Sunday, September 21, 2008

Community Organizer

The following is an article I wrote after my first attempt at being a "community organizer". In my effort to be truly human, I recognize my need for a neighborhood - a community that surrounds me, watches me, includes me, is nosy about my business, and let's me in on their needs as well. Yesterday, I felt as though my need was met in such a tangible way.
Thank you East Ross Street!

It’s 8:30pm and I can still hear the giggles and shouts of the children taking advantage of a blocked off city street. Today was “block party” day here on East Ross. According to the long-time residents of this block, this was a first for here.
One grandmother said, “We didn’t have to plan such events back then because we were always out – walking up and down the street, sharing porches and sharing life.”

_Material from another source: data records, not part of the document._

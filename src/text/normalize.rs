//! Whole-document normalization run before the pre-edit rules.
//!
//! * [`decode_html_entities`]: `&amp;`, `&hellip;`, `&#8220;`, `&#x201C;` …
//! * [`to_full_width`] / [`to_half_width`]: ASCII ⇄ full-width forms
//!   (U+FF01–U+FF5E, ideographic space U+3000).

/// Longest entity body (between `&` and `;`) we try to decode.
const MAX_ENTITY_LEN: usize = 10;

const FULL_WIDTH_OFFSET: u32 = 0xFEE0;
const IDEOGRAPHIC_SPACE: char = '\u{3000}';

// ---------------------------------------------------------------------------
// HTML entities
// ---------------------------------------------------------------------------

/// Replace named and numeric HTML entities with the characters they denote.
/// Unknown or malformed entities are left untouched.
///
/// ```
/// use read_aloud::text::decode_html_entities;
///
/// assert_eq!(decode_html_entities("a &amp; b&#33; &ldquo;hi&rdquo;"), "a & b! “hi”");
/// assert_eq!(decode_html_entities("&bogus; &"), "&bogus; &");
/// ```
pub fn decode_html_entities(text: &str) -> String {
    let mut out = String::with_capacity(text.len());
    let mut rest = text;

    while let Some(amp) = rest.find('&') {
        out.push_str(&rest[..amp]);
        let after = &rest[amp + 1..];

        let decoded = after
            .char_indices()
            .take(MAX_ENTITY_LEN + 1)
            .find(|&(_, c)| c == ';')
            .and_then(|(semi, _)| decode_entity(&after[..semi]).map(|c| (c, semi)));

        match decoded {
            Some((c, semi)) => {
                out.push(c);
                rest = &after[semi + 1..];
            }
            None => {
                out.push('&');
                rest = after;
            }
        }
    }

    out.push_str(rest);
    out
}

fn decode_entity(entity: &str) -> Option<char> {
    if let Some(numeric) = entity.strip_prefix('#') {
        return decode_numeric_entity(numeric);
    }
    let c = match entity {
        "amp" => '&',
        "lt" => '<',
        "gt" => '>',
        "quot" => '"',
        "apos" => '\'',
        "nbsp" => '\u{A0}',
        "hellip" => '…',
        "mdash" => '—',
        "ndash" => '–',
        "lsquo" => '‘',
        "rsquo" => '’',
        "ldquo" => '“',
        "rdquo" => '”',
        "laquo" => '«',
        "raquo" => '»',
        "middot" => '·',
        "bull" => '•',
        "copy" => '©',
        "reg" => '®',
        "trade" => '™',
        "times" => '×',
        "divide" => '÷',
        "deg" => '°',
        _ => return None,
    };
    Some(c)
}

fn decode_numeric_entity(digits: &str) -> Option<char> {
    let value = match digits.strip_prefix(['x', 'X']) {
        Some(hex) => u32::from_str_radix(hex, 16).ok()?,
        None => digits.parse::<u32>().ok()?,
    };
    char::from_u32(value)
}

// ---------------------------------------------------------------------------
// Full / half width
// ---------------------------------------------------------------------------

/// Map printable ASCII to its full-width form and spaces to U+3000.
///
/// ```
/// use read_aloud::text::to_full_width;
///
/// assert_eq!(to_full_width("Ab 1!"), "Ａｂ　１！");
/// ```
pub fn to_full_width(text: &str) -> String {
    text.chars()
        .map(|c| match c {
            ' ' => IDEOGRAPHIC_SPACE,
            '!'..='~' => char::from_u32(c as u32 + FULL_WIDTH_OFFSET).unwrap_or(c),
            _ => c,
        })
        .collect()
}

/// Inverse of [`to_full_width`].
pub fn to_half_width(text: &str) -> String {
    text.chars()
        .map(|c| match c {
            IDEOGRAPHIC_SPACE => ' ',
            '\u{FF01}'..='\u{FF5E}' => char::from_u32(c as u32 - FULL_WIDTH_OFFSET).unwrap_or(c),
            _ => c,
        })
        .collect()
}

// ---------------------------------------------------------------------------
// Tests
// ---------------------------------------------------------------------------

#[cfg(test)]
mod tests {
    use super::*;

    #[test]
    fn numeric_entities() {
        assert_eq!(decode_html_entities("&#20320;&#x597D;&#X3002;"), "你好。");
    }

    #[test]
    fn malformed_entities_are_kept() {
        assert_eq!(decode_html_entities("&#xZZ; &#;"), "&#xZZ; &#;");
        assert_eq!(decode_html_entities("AT&T rocks"), "AT&T rocks");
        assert_eq!(decode_html_entities("&&amp;"), "&&");
    }

    #[test]
    fn entity_body_length_is_bounded() {
        let long = "&averyveryverylongname;";
        assert_eq!(decode_html_entities(long), long);
    }

    #[test]
    fn multibyte_neighbours() {
        assert_eq!(decode_html_entities("“你&hellip;”"), "“你…”");
    }

    #[test]
    fn width_round_trip_on_ascii() {
        let text = "Chapter 12: Hello, World?";
        assert_eq!(to_half_width(&to_full_width(text)), text);
    }

    #[test]
    fn non_ascii_untouched() {
        assert_eq!(to_full_width("第一章"), "第一章");
        assert_eq!(to_half_width("第一章"), "第一章");
    }
}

Maybe some of us longed for the “way it use to be,” so 2 months ago we got together and decided to see if we could make it happen. Oldtimers, newcomers, the curious, and the politely dutiful, all sat through meetings hammering out details. None of us had really ever done a block party before so there were no specialists among us. The Mayors Office of Special Events was contacted and graciously gave us permission to hold our event from 4 – 9:00 pm on September 20. Flyers were passed out and the neighborhood started buzzing.
It was a good buzz.

The excitement was tangible.

This afternoon at 4 o’clock, I sat back and watched doors open and residents from my street begin to, one by one, bring rice and beans, grilled hotdogs, pasta salad, banana pudding, and apple pie to the community table. Even a soft serve ice cream machine made an appearance. Gleeful little ones raced up and down the yellow line in the middle of the street, just because they could. All of the older ones became the parents, grandparents, uncles, and aunts to every ones’ children. Young and old danced together under the late summer sun, to the DJ’s songs. As if by magic, butterfly’s appeared on the cheeks of little girls and stars on little boys. The line for the face painter was long and patient.

There was limbo, water balloons, dodge ball, and as darkness fell, a sheet was hung between two trees for a movie before bedtime.

As I watched popcorn in Ziploc bags being passed down the rows of gathered movie watchers, I felt good. Perhaps just then I was experiencing a connection with days gone by on East Ross. I also raised my Popcorn bag in hope, as a toast to a more connected and community oriented future.

Monday, September 15, 2008

Breathe ...

I've decided it's time for me to come out and declare my humanness - my need to breathe, and to do so deeply.

About 2 years ago I started a new job and discovered about 6 months into it that I had stopped taking breaths, at least in the proper sense. I was only shallowly taking in small bits of outside air, as though I could survive without it. I began to understand that perhaps, in the metaphoric sense, this is how I exist.

Maybe I think I don't need help to do this thing called life?
Maybe I'm super-human and can do it all alone?

By breathing in and out, I am acknowledging my utter need for help - even Divine help.

My friend Andi once spent a week in a Benedictine monastary and he told me he was given breathing lessons. He said that it was wildly intoxicating to realize that such a divine thing like the breathe of God was entrusted to - and blown into us, as humans. We should care deeply for such gift.

So I am on a journey. I'm learning that maybe to be able to breathe more of God, He would like me to be more vulnerable, to inhale and exhale, and to just be human.

This blog is about learning to breathe.